*What to work on*:
Search the data for the string "NoParent" and gather each line it is in.

*Dataset entries*:
- - -

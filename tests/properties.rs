//! Property tests that drive the public API against `BTreeSet`, which
//! promises exactly the ordered-set behavior the tree is supposed to have.

use std::collections::{BTreeSet, HashSet};
use std::fmt::Debug;

use assert_matches::assert_matches;
use ordered_tree::{OrderedTree, TreeError};
use quickcheck::{Arbitrary, Gen};

#[derive(Copy, Clone, Debug)]
enum Op<T> {
    Insert(T),
    Remove(T),
    Iter,
}

impl<T: Arbitrary> Arbitrary for Op<T> {
    fn arbitrary(g: &mut Gen) -> Self {
        match g.choose(&[0, 1, 2]).unwrap() {
            0 => Op::Insert(T::arbitrary(g)),
            1 => Op::Remove(T::arbitrary(g)),
            2 => Op::Iter,
            _ => unreachable!(),
        }
    }
}

/// Applies each operation to the tree and the oracle, asserting that both
/// report the same outcome at every step.
fn do_ops<T>(ops: &[Op<T>], tree: &mut OrderedTree<T>, oracle: &mut BTreeSet<T>)
where
    T: Ord + Clone + Debug,
{
    for op in ops {
        match op {
            Op::Insert(x) => {
                if oracle.insert(x.clone()) {
                    assert_eq!(tree.insert(x.clone()), Ok(()));
                } else {
                    assert_eq!(tree.insert(x.clone()), Err(TreeError::DuplicateElement));
                }
            }
            Op::Remove(x) => {
                if oracle.remove(x) {
                    assert_eq!(tree.delete(x), Ok(x.clone()));
                } else {
                    assert_eq!(tree.delete(x), Err(TreeError::NotFound));
                }
            }
            Op::Iter => {
                assert!(tree.in_order().eq(oracle.iter()));
            }
        }
    }
}

quickcheck::quickcheck! {
    fn matches_ordered_set(ops: Vec<Op<i8>>) -> bool {
        let mut tree = OrderedTree::new();
        let mut oracle = BTreeSet::new();
        do_ops(&ops, &mut tree, &mut oracle);
        tree.len() == oracle.len()
            && tree.recursive_len() == oracle.len()
            && tree.in_order().eq(oracle.iter())
    }

    fn contains(xs: Vec<i8>) -> bool {
        let mut tree = OrderedTree::new();
        for x in &xs {
            let _ = tree.insert(*x);
        }
        xs.iter().all(|x| tree.contains(x))
    }

    fn contains_not(xs: Vec<i8>, nots: Vec<i8>) -> bool {
        let mut tree = OrderedTree::new();
        for x in &xs {
            let _ = tree.insert(*x);
        }
        let added: HashSet<i8> = xs.into_iter().collect();
        nots.iter()
            .filter(|x| !added.contains(*x))
            .all(|x| tree.find(x).is_none())
    }

    fn with_deletions(xs: Vec<i8>, deletes: Vec<i8>) -> bool {
        let mut tree = OrderedTree::new();
        for x in &xs {
            let _ = tree.insert(*x);
        }
        for x in &deletes {
            let _ = tree.delete(x);
        }

        let remaining: HashSet<i8> = xs
            .iter()
            .copied()
            .filter(|x| !deletes.contains(x))
            .collect();
        deletes.iter().all(|x| !tree.contains(x))
            && remaining.iter().all(|x| tree.contains(x))
            && tree.len() == remaining.len()
    }

    fn reinserting_any_element_is_rejected(xs: Vec<i8>) -> bool {
        let mut tree = OrderedTree::new();
        for x in &xs {
            let _ = tree.insert(*x);
        }
        let len_before = tree.len();
        xs.iter()
            .all(|x| tree.insert(*x) == Err(TreeError::DuplicateElement))
            && tree.len() == len_before
    }

    fn every_traversal_visits_every_element(xs: Vec<i8>) -> bool {
        let mut tree = OrderedTree::new();
        for x in &xs {
            let _ = tree.insert(*x);
        }
        let n = tree.len();
        tree.in_order().count() == n
            && tree.pre_order().count() == n
            && tree.post_order().count() == n
            && tree.level_order().count() == n
    }

    fn successors_walk_the_ascending_order(xs: Vec<i8>) -> bool {
        let mut tree = OrderedTree::new();
        for x in &xs {
            let _ = tree.insert(*x);
        }

        let sorted: Vec<i8> = tree.in_order().copied().collect();
        let mut walked = Vec::with_capacity(sorted.len());
        let mut node = tree.find_min().ok();
        while let Some(current) = node {
            walked.push(*current.element());
            node = current.successor();
        }
        walked == sorted
    }

    fn predecessors_walk_the_descending_order(xs: Vec<i8>) -> bool {
        let mut tree = OrderedTree::new();
        for x in &xs {
            let _ = tree.insert(*x);
        }

        let mut descending: Vec<i8> = tree.in_order().copied().collect();
        descending.reverse();
        let mut walked = Vec::with_capacity(descending.len());
        let mut node = tree.find_max().ok();
        while let Some(current) = node {
            walked.push(*current.element());
            node = current.predecessor();
        }
        walked == descending
    }
}

#[test]
fn every_failure_is_reported_by_variant() {
    let mut tree = OrderedTree::new();
    assert_matches!(tree.root(), Err(TreeError::EmptyTree));
    assert_matches!(tree.find_min(), Err(TreeError::EmptyTree));
    assert_matches!(tree.find_max(), Err(TreeError::EmptyTree));
    assert_matches!(tree.delete(&3), Err(TreeError::NotFound));

    tree.insert(3).unwrap();
    assert_matches!(tree.insert(3), Err(TreeError::DuplicateElement));
    assert_matches!(tree.root().unwrap().parent(), Err(TreeError::NoParent));

    // A failed operation leaves the tree usable.
    tree.insert(4).unwrap();
    assert_eq!(tree.len(), 2);

    // Errors implement `Display` through `thiserror`.
    assert_eq!(TreeError::EmptyTree.to_string(), "the tree is empty");
}
impl<'a, T> NodeRef<'a, T> {
    fn node(&self) -> &'a Node<T> {
        &self.tree.nodes[self.index]
    }

    /// Returns the element stored in this node.
    ///
    /// The reference borrows from the tree, not from the handle, so it
    /// stays valid after the handle is gone.
    pub fn element(&self) -> &'a T {
        &self.node().element
    }

    /// Returns a handle to the left child, if there is one.
    pub fn left(&self) -> Option<NodeRef<'a, T>> {
        let index = self.node().left?;
        Some(NodeRef {
            tree: self.tree,
            index,
        })
    }

    /// Returns a handle to the right child, if there is one.
    pub fn right(&self) -> Option<NodeRef<'a, T>> {
        let index = self.node().right?;
        Some(NodeRef {
            tree: self.tree,
            index,
        })
    }

    /// Returns a handle to the parent, or [`TreeError::NoParent`] if this
    /// node is the root.
    ///
    /// # Examples
    ///
    /// ```
    /// use ordered_tree::{OrderedTree, TreeError};
    ///
    /// let mut tree = OrderedTree::new();
    /// tree.insert(5).unwrap();
    /// tree.insert(3).unwrap();
    ///
    /// let three = tree.find(&3).unwrap();
    /// assert_eq!(three.parent().unwrap().element(), &5);
    /// assert_eq!(tree.root().unwrap().parent().unwrap_err(), TreeError::NoParent);
    /// ```
    pub fn parent(&self) -> Result<NodeRef<'a, T>, TreeError> {
        match self.node().parent {
            Some(index) => Ok(NodeRef {
                tree: self.tree,
                index,
            }),
            None => Err(TreeError::NoParent),
        }
    }

    /// Returns a handle to the node holding the next element in ascending
    /// order, or [`None`] if this node holds the largest element.
    ///
    /// If the node has a right subtree, the successor is that subtree's
    /// smallest node. Otherwise the successor is the first ancestor
    /// reached from its left side, found by climbing the parent links
    /// while the node being left behind is a right child.
    ///
    /// # Examples
    ///
    /// ```
    /// use ordered_tree::OrderedTree;
    ///
    /// let mut tree = OrderedTree::new();
    /// for value in [5, 3, 8, 1, 4, 7, 9] {
    ///     tree.insert(value).unwrap();
    /// }
    ///
    /// let five = tree.find(&5).unwrap();
    /// assert_eq!(five.successor().unwrap().element(), &7);
    ///
    /// // 4 has no right subtree; its successor is an ancestor.
    /// let four = tree.find(&4).unwrap();
    /// assert_eq!(four.successor().unwrap().element(), &5);
    ///
    /// let nine = tree.find(&9).unwrap();
    /// assert!(nine.successor().is_none());
    /// ```
    pub fn successor(&self) -> Option<NodeRef<'a, T>> {
        if let Some(right) = self.node().right {
            return Some(NodeRef {
                tree: self.tree,
                index: self.tree.min_index(right),
            });
        }
        let mut below = self.index;
        let mut above = self.node().parent;
        while let Some(index) = above {
            if self.tree.nodes[index].right == Some(below) {
                below = index;
                above = self.tree.nodes[index].parent;
            } else {
                return Some(NodeRef {
                    tree: self.tree,
                    index,
                });
            }
        }
        None
    }

    /// Returns a handle to the node holding the previous element in
    /// ascending order, or [`None`] if this node holds the smallest
    /// element.
    ///
    /// The mirror image of [`successor`](Self::successor): the largest
    /// node of the left subtree if there is one, otherwise the first
    /// ancestor reached from its right side.
    ///
    /// # Examples
    ///
    /// ```
    /// use ordered_tree::OrderedTree;
    ///
    /// let mut tree = OrderedTree::new();
    /// for value in [5, 3, 8, 1, 4, 7, 9] {
    ///     tree.insert(value).unwrap();
    /// }
    ///
    /// let five = tree.find(&5).unwrap();
    /// assert_eq!(five.predecessor().unwrap().element(), &4);
    ///
    /// let one = tree.find(&1).unwrap();
    /// assert!(one.predecessor().is_none());
    /// ```
    pub fn predecessor(&self) -> Option<NodeRef<'a, T>> {
        if let Some(left) = self.node().left {
            return Some(NodeRef {
                tree: self.tree,
                index: self.tree.max_index(left),
            });
        }
        let mut below = self.index;
        let mut above = self.node().parent;
        while let Some(index) = above {
            if self.tree.nodes[index].left == Some(below) {
                below = index;
                above = self.tree.nodes[index].parent;
            } else {
                return Some(NodeRef {
                    tree: self.tree,
                    index,
                });
            }
        }
        None
    }

    /// Returns the number of parent links between this node and the root.
    ///
    /// The root has depth `0`.
    ///
    /// # Examples
    ///
    /// ```
    /// use ordered_tree::OrderedTree;
    ///
    /// let mut tree = OrderedTree::new();
    /// for value in [5, 3, 8, 9] {
    ///     tree.insert(value).unwrap();
    /// }
    ///
    /// assert_eq!(tree.root().unwrap().depth(), 0);
    /// assert_eq!(tree.find(&9).unwrap().depth(), 2);
    /// ```
    pub fn depth(&self) -> usize {
        let mut depth = 0;
        let mut cursor = self.node().parent;
        while let Some(index) = cursor {
            depth += 1;
            cursor = self.tree.nodes[index].parent;
        }
        depth
    }

    /// Returns `true` if this node is the root.
    pub fn is_root(&self) -> bool {
        self.node().parent.is_none()
    }

    /// Returns `true` if this node has no children.
    pub fn is_leaf(&self) -> bool {
        self.node().left.is_none() && self.node().right.is_none()
    }

    /// Returns `true` if this node has a left child.
    pub fn has_left(&self) -> bool {
        self.node().left.is_some()
    }

    /// Returns `true` if this node has a right child.
    pub fn has_right(&self) -> bool {
        self.node().right.is_some()
    }

    /// Returns `true` if this node is its parent's left child.
    ///
    /// The root is nobody's child, so this is `false` for the root.
    pub fn is_left_child(&self) -> bool {
        match self.node().parent {
            Some(parent) => self.tree.nodes[parent].left == Some(self.index),
            None => false,
        }
    }

    /// Returns `true` if this node is its parent's right child.
    ///
    /// `false` for the root, as with [`is_left_child`](Self::is_left_child).
    pub fn is_right_child(&self) -> bool {
        match self.node().parent {
            Some(parent) => self.tree.nodes[parent].right == Some(self.index),
            None => false,
        }
    }

    /// Returns how many children this node has, from `0` to `2`.
    pub fn num_children(&self) -> usize {
        let mut children = 0;
        if self.has_left() {
            children += 1;
        }
        if self.has_right() {
            children += 1;
        }
        children
    }
}
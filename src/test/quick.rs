//! Tools for property-based testing.

use quickcheck::{Arbitrary, Gen};

/// The different operations we can perform on a tree.
#[derive(Copy, Clone, Debug)]
pub(crate) enum Op<T> {
    /// Insert an element.
    Insert(T),
    /// Delete an element.
    Remove(T),
    /// Iterate over the tree in ascending order.
    Iter,
}

impl<T: Arbitrary> Arbitrary for Op<T> {
    fn arbitrary(g: &mut Gen) -> Self {
        match g.choose(&[0, 1, 2]).unwrap() {
            0 => Op::Insert(T::arbitrary(g)),
            1 => Op::Remove(T::arbitrary(g)),
            2 => Op::Iter,
            _ => unreachable!(),
        }
    }
}
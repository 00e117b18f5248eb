use std::{env, path::PathBuf};

pub const DEFAULT_STORAGE_BUCKET: &str = "academy-assets";
pub const DEFAULT_CACHE_PREFIX: &str = "talons";

/// Connection settings for the remote record service.
///
/// Missing settings are a supported mode, not an error: [`RemoteConfig::is_configured`] simply returns false
/// and everything runs against the local cache.
#[derive(Clone, Debug, Default, serde::Serialize, serde::Deserialize)]
pub struct RemoteConfig {
    pub supabase_url: String,
    pub supabase_anon_key: String,
    #[serde(default = "default_bucket")]
    pub storage_bucket: String,
}

fn default_bucket() -> String {
    DEFAULT_STORAGE_BUCKET.to_string()
}

impl RemoteConfig {
    pub fn new(supabase_url: impl Into<String>, supabase_anon_key: impl Into<String>) -> Self {
        Self {
            supabase_url: supabase_url.into().trim().to_string(),
            supabase_anon_key: supabase_anon_key.into().trim().to_string(),
            storage_bucket: default_bucket(),
        }
    }

    /// Reads `SUPABASE_URL`, `SUPABASE_ANON_KEY` and optionally `SUPABASE_STORAGE_BUCKET`,
    /// loading a `.env` file first if there is one.
    pub fn from_env() -> Self {
        if let Err(e) = dotenvy::dotenv() {
            log::info!("No .env file loaded: {e}");
        }

        let read = |key: &str| {
            env::var(key).unwrap_or_else(|_| {
                log::info!("{key} not set, remote record service stays disabled");
                String::new()
            })
        };

        let mut config = Self::new(read("SUPABASE_URL"), read("SUPABASE_ANON_KEY"));
        if let Ok(bucket) = env::var("SUPABASE_STORAGE_BUCKET") {
            let bucket = bucket.trim();
            if !bucket.is_empty() {
                config.storage_bucket = bucket.to_string();
            }
        }
        config
    }

    /// Presence and shape check only. Never touches the network.
    pub fn is_configured(&self) -> bool {
        let url = self.supabase_url.as_str();
        let key = self.supabase_anon_key.as_str();

        if url.contains(char::is_whitespace) || key.contains(char::is_whitespace) {
            log::error!("Remote config contains whitespace, check SUPABASE_URL and SUPABASE_ANON_KEY");
            return false;
        }

        url.len() > "https://".len()
            && url.starts_with("https://")
            && !url.contains("placeholder")
            && !key.is_empty()
    }

    pub(crate) fn base_url(&self) -> &str {
        self.supabase_url.trim_end_matches('/')
    }
}

/// Where the durable local cache lives and how its keys are namespaced.
#[derive(Clone, Debug, serde::Serialize, serde::Deserialize)]
pub struct CacheConfig {
    pub directory: PathBuf,
    #[serde(default = "default_prefix")]
    pub prefix: String,
}

fn default_prefix() -> String {
    DEFAULT_CACHE_PREFIX.to_string()
}

impl CacheConfig {
    pub fn new(directory: impl Into<PathBuf>) -> Self {
        Self {
            directory: directory.into(),
            prefix: default_prefix(),
        }
    }

    pub fn with_prefix(mut self, prefix: impl Into<String>) -> Self {
        self.prefix = prefix.into();
        self
    }
}

#[cfg(test)]
mod tests {
    use super::*;

    #[test]
    fn test_configured_requires_https_and_key() {
        assert!(RemoteConfig::new("https://abc.supabase.co", "anon").is_configured());
        assert!(!RemoteConfig::new("http://abc.supabase.co", "anon").is_configured());
        assert!(!RemoteConfig::new("https://abc.supabase.co", "").is_configured());
        assert!(!RemoteConfig::new("", "anon").is_configured());
        assert!(!RemoteConfig::new("https://", "anon").is_configured());
        assert!(!RemoteConfig::default().is_configured());
    }

    #[test]
    fn test_placeholder_and_whitespace_are_rejected() {
        assert!(!RemoteConfig::new("https://placeholder.supabase.co", "anon").is_configured());

        let mut config = RemoteConfig::new("https://abc.supabase.co", "anon");
        config.supabase_anon_key = "an on".to_string();
        assert!(!config.is_configured());
    }

    #[test]
    fn test_new_trims_values() {
        let config = RemoteConfig::new("  https://abc.supabase.co/ \n", " key ");
        assert_eq!(config.supabase_url, "https://abc.supabase.co/");
        assert_eq!(config.supabase_anon_key, "key");
        assert_eq!(config.base_url(), "https://abc.supabase.co");
        assert!(config.is_configured());
    }
}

- - -

*Result below*:
    assert_matches!(tree.root().unwrap().parent(), Err(TreeError::NoParent));
    /// Returns a handle to the parent, or [`TreeError::NoParent`] if this
    /// assert_eq!(tree.root().unwrap().parent().unwrap_err(), TreeError::NoParent);
            None => Err(TreeError::NoParent),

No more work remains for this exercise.